Ruining a pony, part 2: Chalkboard globes

Are globes garbage? I’ve certainly never thought so. Even if the tape around the middle is starting to come up and the Congo is called Zaire, an old globe is still a nice addition to a room…right?

WRONG! Turns out an old globe isn’t a timeless artifact; it’s just an obsolete device that needs to be “upcycled.” Globes have been ruined in many ways in the history of the internet, but the method of the moment also happens to be one of the DIY fads I love to hate: Painting them with chalkboard paint.

And what an improvement!

As crafts go, it’s kind of breathtaking in its unconscious solipsism: Obliterating continents, countries, oceans and poles in favor of “Merry Christmas Anna.”

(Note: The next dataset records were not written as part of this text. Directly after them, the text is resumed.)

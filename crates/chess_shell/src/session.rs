//! Square-selection controller: turns a stream of clicked squares into moves.

use chess_rules::{GameState, MoveRejected, Outcome, Piece, RulesEngine, Square};
use tracing::debug;

/// What a click (or a direct move) did.
#[derive(Debug, Clone, PartialEq, Eq)]
pub enum ClickResult {
    /// A friendly piece became the move source.
    Selected(Square),
    /// The selection moved to another friendly piece.
    Reselected(Square),
    /// The selected square was clicked again.
    Deselected,
    Moved {
        from: Square,
        to: Square,
        piece: Piece,
        captured: Option<Piece>,
        outcome: Outcome,
    },
    /// The engine refused the move; state and selection are unchanged.
    Rejected(MoveRejected),
    /// Nothing selected and the click was not on a friendly piece.
    Ignored,
    /// The game has ended; only a new game unlocks the board.
    Locked(Outcome),
}

/// One game in progress plus the currently selected square.
#[derive(Debug, Clone, Default)]
pub struct Session {
    engine: RulesEngine,
    selected: Option<Square>,
}

impl Session {
    pub fn new() -> Self {
        Self::default()
    }

    pub fn from_state(state: GameState) -> Self {
        Self {
            engine: RulesEngine::from_state(state),
            selected: None,
        }
    }

    pub fn state(&self) -> &GameState {
        self.engine.state()
    }

    pub fn selected(&self) -> Option<Square> {
        self.selected
    }

    /// Destinations of the selected piece, for highlighting.
    pub fn highlighted(&self) -> Vec<Square> {
        self.selected
            .map(|from| self.engine.legal_destinations(from))
            .unwrap_or_default()
    }

    pub fn legal_destinations(&self, from: Square) -> Vec<Square> {
        self.engine.legal_destinations(from)
    }

    pub fn click(&mut self, sq: Square) -> ClickResult {
        let state = self.engine.state();
        if state.is_over() {
            return ClickResult::Locked(state.outcome());
        }
        let friendly = state
            .piece_at(sq)
            .is_some_and(|pc| pc.side == state.side_to_move());

        match self.selected {
            None if friendly => {
                self.selected = Some(sq);
                ClickResult::Selected(sq)
            }
            None => ClickResult::Ignored,
            Some(sel) if sel == sq => {
                self.selected = None;
                ClickResult::Deselected
            }
            Some(_) if friendly => {
                self.selected = Some(sq);
                ClickResult::Reselected(sq)
            }
            Some(sel) => self.play(sel, sq),
        }
    }

    /// Plays `from -> to` directly. Clears the selection on success.
    pub fn play(&mut self, from: Square, to: Square) -> ClickResult {
        let before = self.engine.state();
        if before.is_over() {
            return ClickResult::Locked(before.outcome());
        }
        let piece = before.piece_at(from);
        let captured = before.piece_at(to);

        match self.engine.apply_move(from, to) {
            Ok(next) => {
                let outcome = next.outcome();
                self.selected = None;
                match piece {
                    Some(piece) => ClickResult::Moved {
                        from,
                        to,
                        piece,
                        captured,
                        outcome,
                    },
                    // apply_move only accepts moves of an existing piece
                    None => ClickResult::Ignored,
                }
            }
            Err(e) => {
                debug!(%from, %to, reason = %e, "move refused");
                ClickResult::Rejected(e)
            }
        }
    }

    pub fn new_game(&mut self) -> &GameState {
        self.selected = None;
        self.engine.reset()
    }
}

#[cfg(test)]
#[path = "session_tests.rs"]
mod session_tests;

This mom was similarly grandiose with the globe she painted for her son Charm*:

“Oh, the places you’ll go?” How’s Charm** going to go places if he doesn’t know any geography?

If you can’t think of anything to write, that doesn’t mean you have to deny your globe the coat of paint it so badly needs.

Brace yourself for this next one:

OUCH OUCH OUCH that STAND! Ouch ouch

…Some “upcyclers” do seem to remember the globe’s basic function. Kind of.

Eradicating a painstaking collection of geographical minutiae to make room for your half-assed scribbles? Fabulous! But I’m afraid South America’s feelings might be hurt.

It looks like maybe you didn’t “search the world over,” but only from New York to, like, El Paso, Texas? And what’s the point in painting the inaccurate outlines of continents on there in green paint and then drawing around them?

Here’s one more before-and-after and, just to twist the knife, a quote from the perpetrator.“I was incredibly loathe to paint this globe. I loved the colors and it was so vintage!”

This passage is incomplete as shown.